Copy the data as given. No line may be skipped.

━━━ DATA FOR PROCESSING

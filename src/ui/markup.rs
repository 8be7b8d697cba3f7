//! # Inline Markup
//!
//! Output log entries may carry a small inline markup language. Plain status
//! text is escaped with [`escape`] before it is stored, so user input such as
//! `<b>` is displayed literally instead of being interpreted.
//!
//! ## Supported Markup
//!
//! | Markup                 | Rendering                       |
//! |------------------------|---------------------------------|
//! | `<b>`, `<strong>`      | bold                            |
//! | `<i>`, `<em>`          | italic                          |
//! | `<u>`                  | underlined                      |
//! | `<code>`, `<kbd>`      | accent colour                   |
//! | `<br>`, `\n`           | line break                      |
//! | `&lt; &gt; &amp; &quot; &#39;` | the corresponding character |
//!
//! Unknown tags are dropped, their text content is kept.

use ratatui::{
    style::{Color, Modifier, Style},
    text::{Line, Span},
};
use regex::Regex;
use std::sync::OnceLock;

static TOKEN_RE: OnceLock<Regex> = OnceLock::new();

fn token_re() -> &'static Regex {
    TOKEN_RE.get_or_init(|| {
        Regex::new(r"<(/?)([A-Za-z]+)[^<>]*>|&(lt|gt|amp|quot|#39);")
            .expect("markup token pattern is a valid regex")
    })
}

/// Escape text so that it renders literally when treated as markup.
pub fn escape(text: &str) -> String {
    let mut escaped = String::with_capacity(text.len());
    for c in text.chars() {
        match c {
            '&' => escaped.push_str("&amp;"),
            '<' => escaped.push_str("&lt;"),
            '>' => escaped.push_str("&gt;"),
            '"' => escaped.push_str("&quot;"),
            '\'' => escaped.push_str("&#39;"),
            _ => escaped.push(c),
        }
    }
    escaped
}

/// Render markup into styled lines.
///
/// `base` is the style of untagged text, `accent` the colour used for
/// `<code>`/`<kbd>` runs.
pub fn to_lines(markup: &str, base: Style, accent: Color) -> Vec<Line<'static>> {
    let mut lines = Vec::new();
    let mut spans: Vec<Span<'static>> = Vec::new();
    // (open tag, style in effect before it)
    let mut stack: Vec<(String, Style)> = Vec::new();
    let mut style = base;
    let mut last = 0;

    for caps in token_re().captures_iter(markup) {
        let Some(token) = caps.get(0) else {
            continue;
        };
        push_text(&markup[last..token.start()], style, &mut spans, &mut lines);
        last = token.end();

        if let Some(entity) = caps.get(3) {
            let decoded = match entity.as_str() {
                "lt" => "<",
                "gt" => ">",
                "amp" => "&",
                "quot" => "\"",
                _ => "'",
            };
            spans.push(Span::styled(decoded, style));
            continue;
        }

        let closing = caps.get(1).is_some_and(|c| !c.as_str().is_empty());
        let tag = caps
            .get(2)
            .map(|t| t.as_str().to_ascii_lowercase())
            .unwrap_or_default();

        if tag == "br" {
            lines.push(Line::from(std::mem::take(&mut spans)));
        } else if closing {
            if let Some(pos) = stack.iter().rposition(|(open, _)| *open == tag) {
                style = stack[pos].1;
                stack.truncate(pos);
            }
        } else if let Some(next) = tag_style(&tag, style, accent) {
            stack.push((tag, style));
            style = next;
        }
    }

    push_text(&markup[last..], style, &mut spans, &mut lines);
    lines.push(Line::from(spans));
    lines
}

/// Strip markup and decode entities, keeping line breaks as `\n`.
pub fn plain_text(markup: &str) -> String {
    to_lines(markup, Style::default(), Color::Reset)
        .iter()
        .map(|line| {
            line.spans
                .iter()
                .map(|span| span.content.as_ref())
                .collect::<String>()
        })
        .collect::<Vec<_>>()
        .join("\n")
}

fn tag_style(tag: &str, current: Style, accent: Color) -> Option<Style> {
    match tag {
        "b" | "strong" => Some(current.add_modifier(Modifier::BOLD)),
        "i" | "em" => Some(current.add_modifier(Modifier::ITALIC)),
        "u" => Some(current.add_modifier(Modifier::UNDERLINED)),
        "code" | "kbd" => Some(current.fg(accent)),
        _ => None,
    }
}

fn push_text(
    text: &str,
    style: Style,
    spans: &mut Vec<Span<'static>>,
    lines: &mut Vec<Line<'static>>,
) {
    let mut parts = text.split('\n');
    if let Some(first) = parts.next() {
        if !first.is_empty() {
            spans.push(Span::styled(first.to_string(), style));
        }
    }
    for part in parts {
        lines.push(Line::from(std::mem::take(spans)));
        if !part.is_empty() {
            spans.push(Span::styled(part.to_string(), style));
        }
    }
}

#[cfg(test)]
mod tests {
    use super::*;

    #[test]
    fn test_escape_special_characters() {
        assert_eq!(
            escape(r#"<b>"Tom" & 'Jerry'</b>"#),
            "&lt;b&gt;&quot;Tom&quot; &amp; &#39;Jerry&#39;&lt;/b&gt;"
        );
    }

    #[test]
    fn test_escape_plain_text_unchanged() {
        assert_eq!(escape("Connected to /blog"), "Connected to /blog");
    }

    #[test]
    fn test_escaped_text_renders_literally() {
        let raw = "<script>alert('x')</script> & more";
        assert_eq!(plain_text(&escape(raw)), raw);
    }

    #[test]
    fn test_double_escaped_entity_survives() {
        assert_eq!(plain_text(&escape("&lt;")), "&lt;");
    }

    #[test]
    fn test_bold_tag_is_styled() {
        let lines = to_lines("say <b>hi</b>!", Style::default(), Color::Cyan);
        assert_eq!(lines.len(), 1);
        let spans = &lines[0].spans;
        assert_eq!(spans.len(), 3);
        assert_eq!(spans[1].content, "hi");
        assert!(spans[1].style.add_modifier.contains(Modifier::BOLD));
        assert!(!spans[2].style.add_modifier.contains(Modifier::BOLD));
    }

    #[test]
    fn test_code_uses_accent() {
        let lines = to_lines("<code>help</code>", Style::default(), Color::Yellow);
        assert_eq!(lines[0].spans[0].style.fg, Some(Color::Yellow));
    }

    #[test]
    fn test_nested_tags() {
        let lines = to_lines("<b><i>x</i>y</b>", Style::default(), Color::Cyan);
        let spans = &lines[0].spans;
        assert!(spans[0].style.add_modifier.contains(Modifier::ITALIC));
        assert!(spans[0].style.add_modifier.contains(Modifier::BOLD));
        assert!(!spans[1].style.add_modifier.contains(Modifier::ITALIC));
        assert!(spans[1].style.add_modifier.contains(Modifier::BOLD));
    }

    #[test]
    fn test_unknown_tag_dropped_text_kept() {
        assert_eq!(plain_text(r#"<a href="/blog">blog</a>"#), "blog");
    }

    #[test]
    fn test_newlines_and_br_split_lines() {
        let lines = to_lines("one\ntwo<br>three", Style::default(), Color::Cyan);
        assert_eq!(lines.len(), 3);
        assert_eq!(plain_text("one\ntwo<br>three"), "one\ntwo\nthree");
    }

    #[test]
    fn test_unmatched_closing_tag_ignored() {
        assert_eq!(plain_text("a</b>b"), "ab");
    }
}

━━━━━━

> _ANSWER TO THIS TASK_
filename src/ui/markup.rs
repository 8be7b8d697cba3f7
//! # Inline Markup
//!
//! Output log entries may carry a small inline markup language. Plain status
//! text is escaped with [`escape`] before it is stored, so user input such as
//! `<b>` is displayed literally instead of being interpreted.
//!
//! ## Supported Markup
//!
//! | Markup                 | Rendering                       |
//! |------------------------|---------------------------------|
//! | `<b>`, `<strong>`      | bold                            |
//! | `<i>`, `<em>`          | italic                          |
//! | `<u>`                  | underlined                      |
//! | `<code>`, `<kbd>`      | accent colour                   |
//! | `<br>`, `\n`           | line break                      |
//! | `&lt; &gt; &amp; &quot; &#39;` | the corresponding character |
//!
//! Unknown tags are dropped, their text content is kept.

use ratatui::{
    style::{Color, Modifier, Style},
    text::{Line, Span},
};
use regex::Regex;
use std::sync::OnceLock;

static TOKEN_RE: OnceLock<Regex> = OnceLock::new();

fn token_re() -> &'static Regex {
    TOKEN_RE.get_or_init(|| {
        Regex::new(r"<(/?)([A-Za-z]+)[^<>]*>|&(lt|gt|amp|quot|#39);")
            .expect("markup token pattern is a valid regex")
    })
}

/// Escape text so that it renders literally when treated as markup.
pub fn escape(text: &str) -> String {
    let mut escaped = String::with_capacity(text.len());
    for c in text.chars() {
        match c {
            '&' => escaped.push_str("&amp;"),
            '<' => escaped.push_str("&lt;"),
            '>' => escaped.push_str("&gt;"),
            '"' => escaped.push_str("&quot;"),
            '\'' => escaped.push_str("&#39;"),
            _ => escaped.push(c),
        }
    }
    escaped
}

/// Render markup into styled lines.
///
/// `base` is the style of untagged text, `accent` the colour used for
/// `<code>`/`<kbd>` runs.
pub fn to_lines(markup: &str, base: Style, accent: Color) -> Vec<Line<'static>> {
    let mut lines = Vec::new();
    let mut spans: Vec<Span<'static>> = Vec::new();
    // (open tag, style in effect before it)
    let mut stack: Vec<(String, Style)> = Vec::new();
    let mut style = base;
    let mut last = 0;

    for caps in token_re().captures_iter(markup) {
        let Some(token) = caps.get(0) else {
            continue;
        };
        push_text(&markup[last..token.start()], style, &mut spans, &mut lines);
        last = token.end();

        if let Some(entity) = caps.get(3) {
            let decoded = match entity.as_str() {
                "lt" => "<",
                "gt" => ">",
                "amp" => "&",
                "quot" => "\"",
                _ => "'",
            };
            spans.push(Span::styled(decoded, style));
            continue;
        }

        let closing = caps.get(1).is_some_and(|c| !c.as_str().is_empty());
        let tag = caps
            .get(2)
            .map(|t| t.as_str().to_ascii_lowercase())
            .unwrap_or_default();

        if tag == "br" {
            lines.push(Line::from(std::mem::take(&mut spans)));
        } else if closing {
            if let Some(pos) = stack.iter().rposition(|(open, _)| *open == tag) {
                style = stack[pos].1;
                stack.truncate(pos);
            }
        } else if let Some(next) = tag_style(&tag, style, accent) {
            stack.push((tag, style));
            style = next;
        }
    }

    push_text(&markup[last..], style, &mut spans, &mut lines);
    lines.push(Line::from(spans));
    lines
}

/// Strip markup and decode entities, keeping line breaks as `\n`.
pub fn plain_text(markup: &str) -> String {
    to_lines(markup, Style::default(), Color::Reset)
        .iter()
        .map(|line| {
            line.spans
                .iter()
                .map(|span| span.content.as_ref())
                .collect::<String>()
        })
        .collect::<Vec<_>>()
        .join("\n")
}

fn tag_style(tag: &str, current: Style, accent: Color) -> Option<Style> {
    match tag {
        "b" | "strong" => Some(current.add_modifier(Modifier::BOLD)),
        "i" | "em" => Some(current.add_modifier(Modifier::ITALIC)),
        "u" => Some(current.add_modifier(Modifier::UNDERLINED)),
        "code" | "kbd" => Some(current.fg(accent)),
        _ => None,
    }
}

fn push_text(
    text: &str,
    style: Style,
    spans: &mut Vec<Span<'static>>,
    lines: &mut Vec<Line<'static>>,
) {
    let mut parts = text.split('\n');
    if let Some(first) = parts.next() {
        if !first.is_empty() {
            spans.push(Span::styled(first.to_string(), style));
        }
    }
    for part in parts {
        lines.push(Line::from(std::mem::take(spans)));
        if !part.is_empty() {
            spans.push(Span::styled(part.to_string(), style));
        }
    }
}

#[cfg(test)]
mod tests {
    use super::*;

    #[test]
    fn test_escape_special_characters() {
        assert_eq!(
            escape(r#"<b>"Tom" & 'Jerry'</b>"#),
            "&lt;b&gt;&quot;Tom&quot; &amp; &#39;Jerry&#39;&lt;/b&gt;"
        );
    }

    #[test]
    fn test_escape_plain_text_unchanged() {
        assert_eq!(escape("Connected to /blog"), "Connected to /blog");
    }

    #[test]
    fn test_escaped_text_renders_literally() {
        let raw = "<script>alert('x')</script> & more";
        assert_eq!(plain_text(&escape(raw)), raw);
    }

    #[test]
    fn test_double_escaped_entity_survives() {
        assert_eq!(plain_text(&escape("&lt;")), "&lt;");
    }

    #[test]
    fn test_bold_tag_is_styled() {
        let lines = to_lines("say <b>hi</b>!", Style::default(), Color::Cyan);
        assert_eq!(lines.len(), 1);
        let spans = &lines[0].spans;
        assert_eq!(spans.len(), 3);
        assert_eq!(spans[1].content, "hi");
        assert!(spans[1].style.add_modifier.contains(Modifier::BOLD));
        assert!(!spans[2].style.add_modifier.contains(Modifier::BOLD));
    }

    #[test]
    fn test_code_uses_accent() {
        let lines = to_lines("<code>help</code>", Style::default(), Color::Yellow);
        assert_eq!(lines[0].spans[0].style.fg, Some(Color::Yellow));
    }

    #[test]
    fn test_nested_tags() {
        let lines = to_lines("<b><i>x</i>y</b>", Style::default(), Color::Cyan);
        let spans = &lines[0].spans;
        assert!(spans[0].style.add_modifier.contains(Modifier::ITALIC));
        assert!(spans[0].style.add_modifier.contains(Modifier::BOLD));
        assert!(!spans[1].style.add_modifier.contains(Modifier::ITALIC));
        assert!(spans[1].style.add_modifier.contains(Modifier::BOLD));
    }

    #[test]
    fn test_unknown_tag_dropped_text_kept() {
        assert_eq!(plain_text(r#"<a href="/blog">blog</a>"#), "blog");
    }

    #[test]
    fn test_newlines_and_br_split_lines() {
        let lines = to_lines("one\ntwo<br>three", Style::default(), Color::Cyan);
        assert_eq!(lines.len(), 3);
        assert_eq!(plain_text("one\ntwo<br>three"), "one\ntwo\nthree");
    }

    #[test]
    fn test_unmatched_closing_tag_ignored() {
        assert_eq!(plain_text("a</b>b"), "ab");
    }
}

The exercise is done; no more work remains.